GIVEN RECORDS:
◆ ◆ ◆ ◆ ◆

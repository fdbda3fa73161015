//! Security headers middleware for XSS, clickjacking, and isolation protection.
//!
//! The site serves no third-party scripts, fonts, or images, so everything
//! is locked to `'self'`. Forms post back to the same origin.

use axum::{
    extract::Request,
    http::{
        HeaderName, HeaderValue,
        header::{
            CACHE_CONTROL, CONTENT_SECURITY_POLICY, REFERRER_POLICY, X_CONTENT_TYPE_OPTIONS,
            X_FRAME_OPTIONS,
        },
    },
    middleware::Next,
    response::Response,
};

/// Content Security Policy for every page.
const CSP: &str = "default-src 'none'; \
                   script-src 'self'; \
                   style-src 'self'; \
                   img-src 'self' data:; \
                   connect-src 'self'; \
                   object-src 'none'; \
                   base-uri 'self'; \
                   form-action 'self'; \
                   frame-ancestors 'none'";

/// Sensitive browser features, all denied.
const PERMISSIONS_POLICY: &str = "camera=(), geolocation=(), microphone=(), payment=(), usb=()";

/// Add security headers to all responses.
///
/// Cart and checkout pages are per-visitor, so dynamic responses are marked
/// `no-store`. Static assets keep whatever caching `ServeDir` applied.
pub async fn security_headers_middleware(request: Request, next: Next) -> Response {
    let is_static = request.uri().path().starts_with("/static/");
    let mut response = next.run(request).await;
    let headers = response.headers_mut();

    headers.insert(X_FRAME_OPTIONS, HeaderValue::from_static("DENY"));
    headers.insert(X_CONTENT_TYPE_OPTIONS, HeaderValue::from_static("nosniff"));
    headers.insert(
        REFERRER_POLICY,
        HeaderValue::from_static("strict-origin-when-cross-origin"),
    );
    headers.insert(CONTENT_SECURITY_POLICY, HeaderValue::from_static(CSP));
    headers.insert(
        HeaderName::from_static("permissions-policy"),
        HeaderValue::from_static(PERMISSIONS_POLICY),
    );
    headers.insert(
        HeaderName::from_static("cross-origin-opener-policy"),
        HeaderValue::from_static("same-origin"),
    );

    if !is_static {
        headers.insert(CACHE_CONTROL, HeaderValue::from_static("no-store"));
    }

    response
}
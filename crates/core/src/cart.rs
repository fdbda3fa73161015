//! Cart store.
//!
//! [`CartState`] holds the cart lines together with a cached total. Every
//! change goes through [`CartState::apply`], which updates lines and total in
//! the same call so the two can never disagree.
//!
//! ```
//! use agritech_core::{CartCommand, CartState, Price, Product, ProductCategory, ProductId};
//!
//! let seeds = Product {
//!     id: ProductId::new("2"),
//!     name: "Organic Tomato Seeds".to_owned(),
//!     description: String::new(),
//!     price: Price::from_cents(499),
//!     image: String::new(),
//!     category: ProductCategory::Seeds,
//!     stock: 100,
//! };
//!
//! let cart = CartState::default()
//!     .reduce(CartCommand::Add(seeds.clone()))
//!     .reduce(CartCommand::Add(seeds));
//!
//! assert_eq!(cart.line_count(), 1);
//! assert_eq!(cart.total(), Price::from_cents(998));
//! ```

use serde::{Deserialize, Serialize};

use crate::catalog::Product;
use crate::types::{Price, ProductId};

/// Largest quantity a single line may hold. Larger requests are clamped.
pub const MAX_QUANTITY: u32 = 999;

/// One product in the cart with its quantity.
///
/// Quantity is always between 1 and [`MAX_QUANTITY`]; a line whose quantity
/// would reach zero is removed instead.
#[derive(Debug, Clone, PartialEq, Eq, Serialize, Deserialize)]
pub struct CartLine {
    #[serde(flatten)]
    product: Product,
    quantity: u32,
}

impl CartLine {
    #[must_use]
    pub const fn product(&self) -> &Product {
        &self.product
    }

    #[must_use]
    pub const fn product_id(&self) -> &ProductId {
        &self.product.id
    }

    #[must_use]
    pub const fn quantity(&self) -> u32 {
        self.quantity
    }

    /// Unit price times quantity.
    #[must_use]
    pub fn line_total(&self) -> Price {
        self.product.price.times(self.quantity)
    }
}

/// A command accepted by the cart store.
#[derive(Debug, Clone, PartialEq, Eq)]
pub enum CartCommand {
    /// Add one unit of a product.
    Add(Product),
    /// Drop a product's line entirely.
    Remove(ProductId),
    /// Replace a line's quantity. Zero removes the line; values above
    /// [`MAX_QUANTITY`] are clamped.
    SetQuantity { product_id: ProductId, quantity: u32 },
    /// Empty the cart.
    Clear,
}

/// Cart lines in insertion order plus their cached total.
#[derive(Debug, Clone, PartialEq, Eq, Default, Serialize)]
pub struct CartState {
    lines: Vec<CartLine>,
    total: Price,
}

impl CartState {
    /// Create an empty cart.
    #[must_use]
    pub fn new() -> Self {
        Self::default()
    }

    /// Apply a command, returning whether the cart changed.
    ///
    /// Commands that reference a product not in the cart are no-ops.
    pub fn apply(&mut self, command: CartCommand) -> bool {
        match command {
            CartCommand::Add(product) => {
                if let Some(line) = self.line_mut(&product.id) {
                    if line.quantity >= MAX_QUANTITY {
                        return false;
                    }
                    line.quantity += 1;
                    // Charge the price already on the line so the cached
                    // total stays equal to the sum of line totals.
                    let unit = line.product.price;
                    self.total = self.total + unit;
                } else {
                    self.total = self.total + product.price;
                    self.lines.push(CartLine {
                        product,
                        quantity: 1,
                    });
                }
                true
            }
            CartCommand::Remove(product_id) => self.remove_line(&product_id),
            CartCommand::SetQuantity {
                product_id,
                quantity: 0,
            } => self.remove_line(&product_id),
            CartCommand::SetQuantity {
                product_id,
                quantity,
            } => {
                let quantity = quantity.min(MAX_QUANTITY);
                let Some(line) = self.line_mut(&product_id) else {
                    return false;
                };
                let previous = line.quantity;
                if previous == quantity {
                    return false;
                }
                let unit = line.product.price;
                line.quantity = quantity;
                self.total = if quantity > previous {
                    self.total + unit.times(quantity - previous)
                } else {
                    self.total - unit.times(previous - quantity)
                };
                true
            }
            CartCommand::Clear => {
                let changed = !self.lines.is_empty();
                *self = Self::default();
                changed
            }
        }
    }

    /// Pure form of [`apply`](Self::apply): consume the state and return the next one.
    #[must_use]
    pub fn reduce(mut self, command: CartCommand) -> Self {
        self.apply(command);
        self
    }

    pub fn add_item(&mut self, product: Product) -> bool {
        self.apply(CartCommand::Add(product))
    }

    pub fn remove_item(&mut self, product_id: &ProductId) -> bool {
        self.apply(CartCommand::Remove(product_id.clone()))
    }

    pub fn set_quantity(&mut self, product_id: &ProductId, quantity: u32) -> bool {
        self.apply(CartCommand::SetQuantity {
            product_id: product_id.clone(),
            quantity,
        })
    }

    pub fn clear(&mut self) -> bool {
        self.apply(CartCommand::Clear)
    }

    /// Lines in insertion order.
    #[must_use]
    pub fn lines(&self) -> &[CartLine] {
        &self.lines
    }

    #[must_use]
    pub fn line(&self, product_id: &ProductId) -> Option<&CartLine> {
        self.lines.iter().find(|line| line.product_id() == product_id)
    }

    /// Cached total of all lines.
    #[must_use]
    pub const fn total(&self) -> Price {
        self.total
    }

    #[must_use]
    pub fn is_empty(&self) -> bool {
        self.lines.is_empty()
    }

    /// Number of distinct products in the cart.
    #[must_use]
    pub fn line_count(&self) -> usize {
        self.lines.len()
    }

    /// Sum of quantities across all lines.
    #[must_use]
    pub fn total_quantity(&self) -> u64 {
        self.lines.iter().map(|line| u64::from(line.quantity)).sum()
    }

    fn line_mut(&mut self, product_id: &ProductId) -> Option<&mut CartLine> {
        self.lines
            .iter_mut()
            .find(|line| line.product_id() == product_id)
    }

    fn remove_line(&mut self, product_id: &ProductId) -> bool {
        let Some(index) = self
            .lines
            .iter()
            .position(|line| line.product_id() == product_id)
        else {
            return false;
        };
        let removed = self.lines.remove(index);
        self.total = self.total - removed.line_total();
        true
    }
}

#[cfg(test)]
#[allow(clippy::unwrap_used, clippy::indexing_slicing)]
mod tests {
    use super::*;
    use crate::types::ProductCategory;

    fn product(id: &str, cents: u32) -> Product {
        Product {
            id: ProductId::new(id),
            name: format!("Product {id}"),
            description: String::new(),
            price: Price::from_cents(cents),
            image: String::new(),
            category: ProductCategory::Tools,
            stock: 10,
        }
    }

    fn recomputed(cart: &CartState) -> Price {
        cart.lines().iter().map(CartLine::line_total).sum()
    }

    fn id(s: &str) -> ProductId {
        ProductId::new(s)
    }

    #[test]
    fn test_add_new_product_appends_line() {
        let mut cart = CartState::new();
        assert!(cart.add_item(product("1", 8999)));
        assert_eq!(cart.line_count(), 1);
        assert_eq!(cart.lines()[0].quantity(), 1);
        assert_eq!(cart.total(), Price::from_cents(8999));
    }

    #[test]
    fn test_add_same_product_twice_increments_single_line() {
        let mut cart = CartState::new();
        cart.add_item(product("2", 499));
        cart.add_item(product("2", 499));
        assert_eq!(cart.line_count(), 1);
        assert_eq!(cart.line(&id("2")).unwrap().quantity(), 2);
        assert_eq!(cart.total(), Price::from_cents(998));
    }

    #[test]
    fn test_repeat_add_uses_price_on_line() {
        let mut cart = CartState::new();
        cart.add_item(product("1", 1000));
        // Catalog changed the price between adds.
        cart.add_item(product("1", 1500));
        assert_eq!(cart.total(), Price::from_cents(2000));
        assert_eq!(cart.total(), recomputed(&cart));
    }

    #[test]
    fn test_remove_subtracts_line_total() {
        let mut cart = CartState::new();
        cart.add_item(product("1", 8999));
        cart.add_item(product("2", 499));
        cart.add_item(product("2", 499));
        assert!(cart.remove_item(&id("2")));
        assert_eq!(cart.total(), Price::from_cents(8999));
        assert!(cart.line(&id("2")).is_none());
    }

    #[test]
    fn test_remove_missing_is_noop() {
        let mut cart = CartState::new();
        cart.add_item(product("1", 100));
        let before = cart.clone();
        assert!(!cart.remove_item(&id("404")));
        assert_eq!(cart, before);
    }

    #[test]
    fn test_set_quantity_adjusts_total() {
        let mut cart = CartState::new();
        cart.add_item(product("1", 250));
        assert!(cart.set_quantity(&id("1"), 4));
        assert_eq!(cart.total(), Price::from_cents(1000));
        assert!(cart.set_quantity(&id("1"), 2));
        assert_eq!(cart.total(), Price::from_cents(500));
        assert!(!cart.set_quantity(&id("1"), 2));
    }

    #[test]
    fn test_set_quantity_zero_removes_line() {
        let mut cart = CartState::new();
        cart.add_item(product("1", 8999));
        cart.add_item(product("2", 499));
        cart.set_quantity(&id("2"), 0);
        assert_eq!(cart.line_count(), 1);
        assert_eq!(cart.total(), Price::from_cents(8999));
    }

    #[test]
    fn test_set_quantity_missing_is_noop() {
        let mut cart = CartState::new();
        assert!(!cart.set_quantity(&id("1"), 3));
        assert!(cart.is_empty());
    }

    #[test]
    fn test_clear_always_empty() {
        let mut cart = CartState::new();
        cart.add_item(product("1", 100));
        cart.add_item(product("2", 200));
        cart.clear();
        assert_eq!(cart, CartState::default());
        assert_eq!(cart.total(), Price::ZERO);

        // Clearing an empty cart is still empty.
        assert!(!cart.clear());
        assert!(cart.is_empty());
    }

    #[test]
    fn test_add_then_remove_restores_prior_state() {
        let mut cart = CartState::new();
        cart.add_item(product("1", 8999));
        let before = cart.clone();

        cart.add_item(product("2", 499));
        cart.remove_item(&id("2"));
        assert_eq!(cart, before);
    }

    #[test]
    fn test_total_matches_lines_after_every_command() {
        let commands = [
            CartCommand::Add(product("1", 8999)),
            CartCommand::Add(product("2", 499)),
            CartCommand::Add(product("2", 499)),
            CartCommand::Add(product("3", 2999)),
            CartCommand::SetQuantity {
                product_id: id("3"),
                quantity: 5,
            },
            CartCommand::Remove(id("1")),
            CartCommand::SetQuantity {
                product_id: id("2"),
                quantity: 1,
            },
            CartCommand::Remove(id("missing")),
            CartCommand::Add(product("1", 8999)),
            CartCommand::SetQuantity {
                product_id: id("3"),
                quantity: 0,
            },
        ];

        let mut cart = CartState::new();
        for command in commands {
            cart.apply(command);
            assert_eq!(cart.total(), recomputed(&cart));
            assert!(cart.lines().iter().all(|line| line.quantity() >= 1));
        }
    }

    #[test]
    fn test_quantity_is_capped() {
        let mut cart = CartState::new();
        cart.add_item(product("1", 100));

        assert!(cart.set_quantity(&id("1"), u32::MAX));
        assert_eq!(cart.line(&id("1")).unwrap().quantity(), MAX_QUANTITY);
        assert_eq!(cart.total(), recomputed(&cart));

        assert!(!cart.add_item(product("1", 100)));
        assert_eq!(cart.line(&id("1")).unwrap().quantity(), MAX_QUANTITY);
        assert_eq!(cart.total(), recomputed(&cart));

        assert!(!cart.set_quantity(&id("1"), MAX_QUANTITY + 1));
        assert!(cart.set_quantity(&id("1"), MAX_QUANTITY - 1));
        assert!(cart.add_item(product("1", 100)));
        assert_eq!(cart.total(), Price::from_cents(100 * MAX_QUANTITY));
    }

    #[test]
    fn test_lines_keep_insertion_order() {
        let cart = CartState::new()
            .reduce(CartCommand::Add(product("b", 1)))
            .reduce(CartCommand::Add(product("a", 1)))
            .reduce(CartCommand::Add(product("b", 1)));
        let ids: Vec<_> = cart.lines().iter().map(|l| l.product_id().as_str()).collect();
        assert_eq!(ids, ["b", "a"]);
        assert_eq!(cart.total_quantity(), 3);
    }

    #[test]
    fn test_line_serializes_product_fields_with_quantity() {
        let cart = CartState::new().reduce(CartCommand::Add(product("1", 8999)));
        let json = serde_json::to_value(&cart.lines()[0]).unwrap();
        assert_eq!(json["id"], "1");
        assert_eq!(json["price"], "89.99");
        assert_eq!(json["quantity"], 1);
    }
}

◆ ◆ ◆ ◆ ◆

BRIEF:
Wherever the word "types" turns up in the material, copy the whole line.

WORKED SOLUTION:
use crate::types::{Price, ProductId};
    use crate::types::ProductCategory;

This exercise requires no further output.